This Startup Wants To Catch Cancer Before It Spreads
- 01The Needle-in-a-Haystack Problem as a Moat
- 02The Three-Step Platform Strategy (Tesla-Like Sequencing)
- 03Interdisciplinary Individuals (Not Teams) as a Structural Advantage
Lightcone Podcast Summary
1. Key Themes
The Needle-in-a-Haystack Problem as a Moat
The core technical challenge Billion-to-One solved — detecting a single mutated base pair among 3 billion — is so hard that it took an interdisciplinary approach most labs couldn't muster. Their proprietary solution of adding synthetic DNA (QCTs) before amplification to mathematically subtract noise is a genuine technical moat, not just a feature advantage.
"There are 3 billion base pairs in the human genome... it's usually only one base pair that's different. So you're looking for one base pair that's different out of billions." — Oguzhan Atay 00:00:12
"That converts a difficult biology problem to almost a simple mathematical problem." — David Tsao 00:04:14
The Three-Step Platform Strategy (Tesla-Like Sequencing)

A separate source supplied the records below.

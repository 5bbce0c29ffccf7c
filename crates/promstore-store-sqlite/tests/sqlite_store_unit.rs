// crates/promstore-store-sqlite/tests/sqlite_store_unit.rs
// ============================================================================
// Module: SQLite Store Unit Tests
// Description: Targeted tests for the SQLite catalog, sample, and lease store.
// Purpose: Validate path safety, schema versioning, fencing, ownership checks,
//          series stability, and value fidelity.
// ============================================================================

//! ## Overview
//! Unit-level tests for `SQLite` store invariants:
//! - Path safety checks (empty/component/directory rejection)
//! - Schema version validation on reopen
//! - Fence and lease compare-and-set behavior
//! - Relation ownership for out-of-band tables
//! - Series id stability across reopen and bit-exact sample values

#![allow(
    clippy::panic,
    clippy::print_stdout,
    clippy::print_stderr,
    clippy::unwrap_used,
    clippy::expect_used,
    clippy::use_debug,
    clippy::dbg_macro,
    clippy::panic_in_result_fn,
    clippy::unwrap_in_result,
    reason = "Test-only assertions and helpers are permitted."
)]

use std::path::Path;
use std::time::Duration;

use promstore_core::CatalogEntry;
use promstore_core::CatalogStore;
use promstore_core::Fence;
use promstore_core::FencingToken;
use promstore_core::LeaseStore;
use promstore_core::MetadataEntry;
use promstore_core::MetricName;
use promstore_core::MetricType;
use promstore_core::RelationName;
use promstore_core::Sample;
use promstore_core::SampleStore;
use promstore_core::SeriesKey;
use promstore_core::StoreError;
use promstore_core::TimeRange;
use promstore_store_sqlite::SqliteStore;
use promstore_store_sqlite::SqliteStoreConfig;
use promstore_store_sqlite::SqliteStoreError;
use rusqlite::Connection;
use tempfile::TempDir;

// ============================================================================
// SECTION: Helpers
// ============================================================================

const GROUP: &str = "sqlite-tests";
const TTL_MS: i64 = 30_000;

fn open_store(path: &Path) -> SqliteStore {
    SqliteStore::open(SqliteStoreConfig::new(path)).unwrap()
}

fn temp_store() -> (TempDir, SqliteStore) {
    let dir = TempDir::new().unwrap();
    let store = open_store(&dir.path().join("promstore.db"));
    (dir, store)
}

fn lead(store: &SqliteStore, holder: &str, now_ms: i64) -> Fence {
    store.try_acquire_lease(GROUP, holder, now_ms, TTL_MS).unwrap().unwrap().fence()
}

fn provision(store: &SqliteStore, fence: &Fence, name: &str, identifier: &str) -> CatalogEntry {
    let data = RelationName::data(identifier);
    let series = RelationName::series(identifier);
    store.create_metric_relations(fence, &data, &series).unwrap();
    let entry = CatalogEntry::tentative(MetricName::new(name).unwrap(), data, series, 1);
    store.register_metric(fence, &entry).unwrap()
}

fn key(pairs: &[(&str, &str)]) -> SeriesKey {
    SeriesKey::from_pairs(pairs.iter().copied()).unwrap()
}

// ============================================================================
// SECTION: Configuration
// ============================================================================

#[test]
fn empty_path_is_rejected() {
    let err = SqliteStore::open(SqliteStoreConfig::new("")).err().unwrap();
    assert!(matches!(err, SqliteStoreError::Invalid(_)));
}

#[test]
fn directory_path_is_rejected() {
    let dir = TempDir::new().unwrap();
    let err = SqliteStore::open(SqliteStoreConfig::new(dir.path())).err().unwrap();
    assert!(matches!(err, SqliteStoreError::Invalid(_)));
}

#[test]
fn overlong_component_is_rejected() {
    let dir = TempDir::new().unwrap();
    let path = dir.path().join("a".repeat(300));
    let err = SqliteStore::open(SqliteStoreConfig::new(path)).err().unwrap();
    assert!(matches!(err, SqliteStoreError::Invalid(_)));
}

#[test]
fn zero_pool_size_is_rejected() {
    let dir = TempDir::new().unwrap();
    let mut config = SqliteStoreConfig::new(dir.path().join("promstore.db"));
    config.pool_size = 0;
    assert!(matches!(config.validate(), Err(SqliteStoreError::Invalid(_))));
}

#[test]
fn config_deserializes_with_defaults() {
    let config: SqliteStoreConfig =
        serde_json::from_str(r#"{"path": "/tmp/promstore.db", "journal_mode": "delete"}"#).unwrap();
    assert_eq!(config.pool_size, SqliteStoreConfig::new("x").pool_size);
    assert_eq!(config.principal, promstore_store_sqlite::DEFAULT_PRINCIPAL);
}

#[test]
fn unknown_schema_version_is_rejected() {
    let dir = TempDir::new().unwrap();
    let path = dir.path().join("promstore.db");
    drop(open_store(&path));
    let connection = Connection::open(&path).unwrap();
    connection.execute("UPDATE store_meta SET version = 99", []).unwrap();
    drop(connection);
    let err = SqliteStore::open(SqliteStoreConfig::new(&path)).err().unwrap();
    assert!(matches!(err, SqliteStoreError::VersionMismatch(_)));
}

// ============================================================================
// SECTION: Leases and Fencing
// ============================================================================

#[test]
fn lease_follows_compare_and_set_rules() {
    let (_dir, store) = temp_store();
    let first = store.try_acquire_lease(GROUP, "a", 0, TTL_MS).unwrap().unwrap();
    assert_eq!(first.fencing_token, FencingToken::new(1));
    assert!(store.try_acquire_lease(GROUP, "b", 1_000, TTL_MS).unwrap().is_none());

    let renewed = store.renew_lease(&first, 10_000, TTL_MS).unwrap().unwrap();
    assert_eq!(renewed.fencing_token, first.fencing_token);
    assert_eq!(renewed.expires_at_ms, 40_000);

    let taken = store.try_acquire_lease(GROUP, "b", 40_000, TTL_MS).unwrap().unwrap();
    assert_eq!(taken.fencing_token, FencingToken::new(2));
    assert!(store.renew_lease(&renewed, 40_001, TTL_MS).unwrap().is_none());
    assert_eq!(store.current_lease(GROUP).unwrap(), Some(taken));
}

#[test]
fn released_lease_is_immediately_available() {
    let (_dir, store) = temp_store();
    let lease = store.try_acquire_lease(GROUP, "a", 0, TTL_MS).unwrap().unwrap();
    store.release_lease(&lease).unwrap();
    let next = store.try_acquire_lease(GROUP, "b", 1, TTL_MS).unwrap().unwrap();
    assert_eq!(next.fencing_token, FencingToken::new(2));
}

#[test]
fn stale_fence_cannot_mutate_schema() {
    let (_dir, store) = temp_store();
    let stale = lead(&store, "a", 0);
    let _current = lead(&store, "b", TTL_MS + 1);
    let err = store
        .create_metric_relations(&stale, &RelationName::data("cpu"), &RelationName::series("cpu"))
        .unwrap_err();
    assert!(matches!(err, StoreError::FenceRejected(_)));
    assert!(!store.check_permission(&RelationName::data("cpu")).unwrap());
}

#[test]
fn provision_lock_excludes_other_owners() {
    let (_dir, store) = temp_store();
    assert!(store.acquire_provision_lock("metric:cpu", "a", Duration::from_millis(50)).unwrap());
    assert!(store.acquire_provision_lock("metric:cpu", "a", Duration::from_millis(50)).unwrap());
    assert!(!store.acquire_provision_lock("metric:cpu", "b", Duration::from_millis(30)).unwrap());
    store.release_provision_lock("metric:cpu", "a").unwrap();
    assert!(store.acquire_provision_lock("metric:cpu", "b", Duration::from_millis(50)).unwrap());
}

// ============================================================================
// SECTION: Catalog
// ============================================================================

#[test]
fn created_relations_pass_permission_checks() {
    let (_dir, store) = temp_store();
    let fence = lead(&store, "a", 0);
    let entry = provision(&store, &fence, "cpu_seconds", "cpu_seconds");
    assert!(store.check_permission(&entry.data_relation).unwrap());
    assert!(store.check_permission(&entry.series_relation).unwrap());
    assert!(!store.check_permission(&RelationName::data("missing")).unwrap());
}

#[test]
fn out_of_band_table_is_not_owned() {
    let dir = TempDir::new().unwrap();
    let path = dir.path().join("promstore.db");
    let store = open_store(&path);
    let connection = Connection::open(&path).unwrap();
    connection.execute_batch(r#"CREATE TABLE "prom_data.rogue" (x INTEGER);"#).unwrap();
    drop(connection);

    let fence = lead(&store, "a", 0);
    store
        .create_metric_relations(&fence, &RelationName::data("rogue"), &RelationName::series("rogue"))
        .unwrap();
    assert!(!store.check_permission(&RelationName::data("rogue")).unwrap());
    assert!(store.check_permission(&RelationName::series("rogue")).unwrap());
}

#[test]
fn registration_adopts_existing_entry() {
    let (_dir, store) = temp_store();
    let fence = lead(&store, "a", 0);
    let first = provision(&store, &fence, "http_requests", "http_requests");
    let again = CatalogEntry::tentative(
        MetricName::new("http_requests").unwrap(),
        RelationName::data("other"),
        RelationName::series("other"),
        99,
    );
    assert_eq!(store.register_metric(&fence, &again).unwrap(), first);
    assert_eq!(store.load_catalog().unwrap(), vec![first]);
}

#[test]
fn identifier_ownership_ignores_case() {
    let (_dir, store) = temp_store();
    let fence = lead(&store, "a", 0);
    provision(&store, &fence, "Latency", "Latency");
    let owner = store.identifier_owner("latency").unwrap();
    assert_eq!(owner, Some(MetricName::new("Latency").unwrap()));

    let clash = CatalogEntry::tentative(
        MetricName::new("latency").unwrap(),
        RelationName::data("LATENCY"),
        RelationName::series("LATENCY"),
        1,
    );
    let err = store.register_metric(&fence, &clash).unwrap_err();
    assert!(matches!(err, StoreError::Conflict(_)));
}

#[test]
fn finalize_completes_pending_entries_once() {
    let (_dir, store) = temp_store();
    let fence = lead(&store, "a", 0);
    provision(&store, &fence, "a_metric", "a_metric");
    provision(&store, &fence, "b_metric", "b_metric");
    let finalized = store.finalize_metrics(&fence).unwrap();
    assert_eq!(finalized.len(), 2);
    assert!(store.finalize_metrics(&fence).unwrap().is_empty());
    assert!(store.load_catalog().unwrap().iter().all(|entry| entry.creation_completed));
}

// ============================================================================
// SECTION: Series and Samples
// ============================================================================

#[test]
fn series_ids_survive_reopen() {
    let dir = TempDir::new().unwrap();
    let path = dir.path().join("promstore.db");
    let store = open_store(&path);
    let fence = lead(&store, "a", 0);
    let entry = provision(&store, &fence, "disk_free", "disk_free");
    let sda = key(&[("device", "sda")]);
    let id = store.get_or_create_series(&fence, &entry, &sda).unwrap();
    assert_eq!(store.get_or_create_series(&fence, &entry, &sda).unwrap(), id);
    drop(store);

    let reopened = open_store(&path);
    assert_eq!(reopened.get_series(&entry, &sda).unwrap(), Some(id));
    let fence = lead(&reopened, "a", 1);
    let sdb = reopened.get_or_create_series(&fence, &entry, &key(&[("device", "sdb")])).unwrap();
    assert!(sdb.get() > id.get());
    let listed = reopened.list_series(&entry).unwrap();
    assert_eq!(listed.len(), 2);
    assert_eq!(listed[0], (id, sda));
}

#[test]
fn sample_values_round_trip_bit_exact() {
    let (_dir, store) = temp_store();
    let fence = lead(&store, "a", 0);
    let entry = provision(&store, &fence, "odd_values", "odd_values");
    let series_id = store.get_or_create_series(&fence, &entry, &key(&[("job", "x")])).unwrap();
    let values = [f64::NAN, -0.0, f64::INFINITY, f64::NEG_INFINITY, 1.5];
    let samples: Vec<Sample> = values
        .iter()
        .zip(1_i64 ..)
        .map(|(value, timestamp_ms)| Sample {
            series_id,
            timestamp_ms,
            value: *value,
        })
        .collect();
    assert_eq!(store.insert_samples(&entry, &samples).unwrap(), 5);

    let read = store.read_samples(&entry, TimeRange::all()).unwrap();
    let bits: Vec<u64> = read.iter().map(|sample| sample.value.to_bits()).collect();
    let expected: Vec<u64> = values.iter().map(|value| value.to_bits()).collect();
    assert_eq!(bits, expected);

    let window = store.read_samples(&entry, TimeRange::new(2, 3).unwrap()).unwrap();
    assert_eq!(window.len(), 2);
}

#[test]
fn inserting_into_missing_relation_is_not_found() {
    let (_dir, store) = temp_store();
    let entry = CatalogEntry::tentative(
        MetricName::new("ghost").unwrap(),
        RelationName::data("ghost"),
        RelationName::series("ghost"),
        1,
    );
    let err = store.insert_samples(&entry, &[]).unwrap_err();
    assert!(matches!(err, StoreError::NotFound(_)));
}

#[test]
fn metadata_upsert_replaces_previous_values() {
    let (_dir, store) = temp_store();
    let mut entry = MetadataEntry {
        metric_name: MetricName::new("jobs_total").unwrap(),
        metric_type: MetricType::Counter,
        unit: String::new(),
        help: "Jobs.".to_string(),
    };
    store.upsert_metadata(std::slice::from_ref(&entry)).unwrap();
    entry.help = "Jobs processed.".to_string();
    store.upsert_metadata(std::slice::from_ref(&entry)).unwrap();
    assert_eq!(store.get_metadata(&entry.metric_name).unwrap(), Some(entry));
}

Billion-to-One deliberately sequenced their markets from least capital-intensive to most — prenatal testing → late-stage cancer (MRD) → early-stage cancer screening — using each step's revenue to fund the next. This was planned from year one of the company.
"One year into the company, it is actually laid out that we would start at prenatal genetics, then go into late-stage cancers, and then go into early-stage cancers in this way." — David Tsao 00:13:15
"If we started on the oncology side, it would have been far more difficult to achieve that initial successful commercialization that gave us more resources to be able to build new tests." — David Tsao 00:13:54
Interdisciplinary Individuals (Not Teams) as a Structural Advantage
Rather than building interdisciplinary teams, Billion-to-One specifically hires interdisciplinary people — scientists who can both generate and analyze data. This collapses iteration cycles by an order of magnitude and eliminates bureaucratic handoffs.
"One of the ways we actually hire scientists is we say, we're not looking to build an interdisciplinary team here. We're actually looking for interdisciplinary people." — Oguzhan Atay 00:15:32
"We have found that having that iterative cycle within one scientist actually accelerates the work that they do by an order of magnitude." — David Tsao 00:15:40
2. Contrarian Perspectives
Being Resource-Limited Is a Strategic Advantage
Most founders treat capital scarcity as a handicap. David Tsao argues it was actually the forcing function that made Billion-to-One's approach superior — forcing the step-by-step commercialization that a well-funded competitor would have skipped.
"Being resource-limited is sometimes very helpful, right? If you wanted to solve early detection from the very beginning without having this step-by-step approach, you would have to raise more than a billion dollars without generating a single dollar of revenue. And as first-time founders, we knew that we could never do that." — David Tsao 00:18:59
Liquid Biopsy Can Outperform Tissue Biopsy for Certain Cancers
The conventional assumption is that tissue biopsy is the gold standard. But the patient case study shared reveals a scenario where the tissue biopsy missed a key mutation because it only sampled one location, while the blood test captured tumor DNA from all metastatic sites simultaneously — suggesting liquid biopsy is superior in heterogeneous, metastatic cancers.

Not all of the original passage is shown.